◆ Records contained in a dataset:
# # # # #
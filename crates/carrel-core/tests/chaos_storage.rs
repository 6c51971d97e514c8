//! Chaos tests for persistence.
//!
//! A failed save must be reported without undoing the change it tried to
//! persist, and whatever did reach storage must always be a valid snapshot of
//! some state the library passed through.

use carrel_core::{
    ChaoticStorage, Command, LibraryConfig, ManualEnv, MemoryStorage, Persistence, Runtime,
    SeatCoord, Storage, StorageError,
};
use proptest::prelude::*;

fn admin_runtime(
    storage: ChaoticStorage<MemoryStorage>,
) -> Runtime<ChaoticStorage<MemoryStorage>, ManualEnv> {
    let mut runtime = Runtime::open(storage, ManualEnv::new(1_000), LibraryConfig::default());
    // Login never touches storage, so it cannot be failed by chaos.
    runtime.execute(Command::Login { name: "Admin".into() }).unwrap();
    runtime
}

#[test]
fn failed_save_keeps_mutation_in_memory() {
    let mut runtime = admin_runtime(ChaoticStorage::new(MemoryStorage::new(), 1.0));
    let coord = SeatCoord::new(2, 2, 2, 2);

    let outcome = runtime.execute(Command::Reserve { coord, target: Some('F') }).unwrap();

    assert!(matches!(outcome.persistence, Persistence::Failed(StorageError::Io(_))));
    assert_eq!(outcome.responses.len(), 1);
    assert!(!runtime.library().grid().get(coord).unwrap().is_empty());
    assert_eq!(runtime.storage().inner().save_count(), 0);
}

#[test]
fn unreadable_storage_starts_empty() {
    let inner = MemoryStorage::new();
    let mut grid = carrel_core::SeatGrid::new();
    grid.resize_floor(0, 1, 1).unwrap();
    inner.save(&grid).unwrap();

    let runtime =
        Runtime::open(ChaoticStorage::new(inner, 1.0), ManualEnv::new(0), LibraryConfig::default());
    assert_eq!(runtime.library().grid(), &carrel_core::SeatGrid::new());
}

#[test]
fn prop_storage_always_holds_a_state_the_library_reached() {
    proptest!(|(
        failure_rate in 0.0..0.9,
        seed in any::<u64>(),
        seats in prop::collection::vec((0usize..5, 0usize..4, 0usize..4, 0usize..7), 1..40),
    )| {
        let storage = ChaoticStorage::with_seed(MemoryStorage::new(), failure_rate, seed);
        let mut runtime = admin_runtime(storage);

        let mut last_saved = None;
        for (floor, row, col, day) in seats {
            let coord = SeatCoord::new(floor, row, col, day);
            let Ok(outcome) = runtime.execute(Command::Reserve { coord, target: Some('X') }) else {
                continue;
            };
            prop_assert_eq!(outcome.responses.len(), 1);
            match outcome.persistence {
                Persistence::Saved => last_saved = Some(runtime.library().grid().clone()),
                Persistence::Failed(StorageError::Io(_)) => {},
                other => prop_assert!(false, "unexpected persistence {:?}", other),
            }
        }

        // ORACLE: storage holds exactly the last successfully saved state.
        let stored = runtime.storage().inner().load().unwrap();
        prop_assert_eq!(stored, last_saved);
    });
}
# # # # #
◆ PROMPT: Set down, from the entries above, exactly the lines from the one with "let outcome = runtime.execute(Command::Reserve" up to and including the one with "let coord = SeatCoord::new(floor, row, col, day);", and no other lines.

◆ WORKED SOLUTION:
    let outcome = runtime.execute(Command::Reserve { coord, target: Some('F') }).unwrap();

    assert!(matches!(outcome.persistence, Persistence::Failed(StorageError::Io(_))));
    assert_eq!(outcome.responses.len(), 1);
    assert!(!runtime.library().grid().get(coord).unwrap().is_empty());
    assert_eq!(runtime.storage().inner().save_count(), 0);
}

#[test]
fn unreadable_storage_starts_empty() {
    let inner = MemoryStorage::new();
    let mut grid = carrel_core::SeatGrid::new();
    grid.resize_floor(0, 1, 1).unwrap();
    inner.save(&grid).unwrap();

    let runtime =
        Runtime::open(ChaoticStorage::new(inner, 1.0), ManualEnv::new(0), LibraryConfig::default());
    assert_eq!(runtime.library().grid(), &carrel_core::SeatGrid::new());
}

#[test]
fn prop_storage_always_holds_a_state_the_library_reached() {
    proptest!(|(
        failure_rate in 0.0..0.9,
        seed in any::<u64>(),
        seats in prop::collection::vec((0usize..5, 0usize..4, 0usize..4, 0usize..7), 1..40),
    )| {
        let storage = ChaoticStorage::with_seed(MemoryStorage::new(), failure_rate, seed);
        let mut runtime = admin_runtime(storage);

        let mut last_saved = None;
        for (floor, row, col, day) in seats {
            let coord = SeatCoord::new(floor, row, col, day);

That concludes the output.